Die deutsche Wirtschaft ist im Frühjahr 2026 nach vorläufigen Zahlen des Statistischen Bundesamtes deutlich stärker gewachsen als in den Vorquartalen, während das Defizit der öffentlichen Haushalte im ersten Halbjahr 3,1 Prozent der Wirtschaftsleistung erreichte.

Das Statistische Bundesamt legte am Dienstag in Wiesbaden erste Berechnungen zur Wirtschaftsleistung im Frühjahr vor. Demnach hat das Bruttoinlandsprodukt (BIP) – also der Gesamtwert aller in einem Land produzierten Waren und Dienstleistungen – zwischen April und Juni stärker zugelegt als in den schwachen Quartalen zuvor. Ruth Brand zufolge, die das Amt leitet, ist dies ein Zeichen, dass die Konjunktur wieder anzieht. Konjunktur bedeutet: So gut oder schlecht es der Wirtschaft gerade geht.

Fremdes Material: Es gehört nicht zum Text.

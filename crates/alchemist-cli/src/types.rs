use std::path::PathBuf;

use alchemist_cli::session::Session;
use alchemist_model::PrioritizationWeights;

#[derive(Debug)]
pub struct ValidateResult {
    pub session: Session,
    pub errors_out: Option<PathBuf>,
    pub report: Option<PathBuf>,
}

impl ValidateResult {
    pub fn has_errors(&self) -> bool {
        self.session.has_errors()
    }
}

#[derive(Debug)]
pub struct RulesResult {
    pub rules_file: PathBuf,
    pub session: Session,
}

impl RulesResult {
    pub fn has_errors(&self) -> bool {
        !self.session.rejected.is_empty()
            || self
                .session
                .workbook
                .errors_for(alchemist_model::Entity::Rules)
                .any(alchemist_model::ValidationError::is_error)
    }
}

#[derive(Debug)]
pub struct ExportResult {
    pub output_dir: PathBuf,
    pub written: Vec<PathBuf>,
    pub weights: PrioritizationWeights,
    pub session: Session,
}
//! Worker row checks.

use alchemist_model::{Entity, Field, ValidationError, WorkerRecord};

use crate::util::{UniqueIds, at_least};

/// Check worker identifiers, slot lists and per-phase load.
pub fn check(records: &[WorkerRecord]) -> Vec<ValidationError> {
    let mut errors = Vec::new();
    let mut ids = UniqueIds::new(Entity::Workers, "WorkerID");

    for (row, record) in records.iter().enumerate() {
        ids.check(row, &record.worker_id, &mut errors);

        if !matches!(record.available_slots, Field::Value(_)) {
            errors.push(ValidationError::error(
                Entity::Workers,
                row,
                "AvailableSlots",
                "Malformed list in AvailableSlots",
            ));
        }

        if !at_least(&record.max_load_per_phase, 1.0) {
            errors.push(ValidationError::error(
                Entity::Workers,
                row,
                "MaxLoadPerPhase",
                "MaxLoadPerPhase must be ≥ 1",
            ));
        }
    }

    errors
}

Industrie profitiert von Großaufträgen

Besonders profitiert hat die Industrie. Wie das Bundesamt ausführt, sind die Aufträge aus dem Staat für Infrastruktur und Verteidigung in den vergangenen Monaten deutlich gestiegen. Damit fließt mehr Geld in den Bau von Straßen, Brücken, Schienen und in die Ausstattung der Bundeswehr. Solche Großaufträge geben den Werken Planungssicherheit und kurbeln die Produktion an.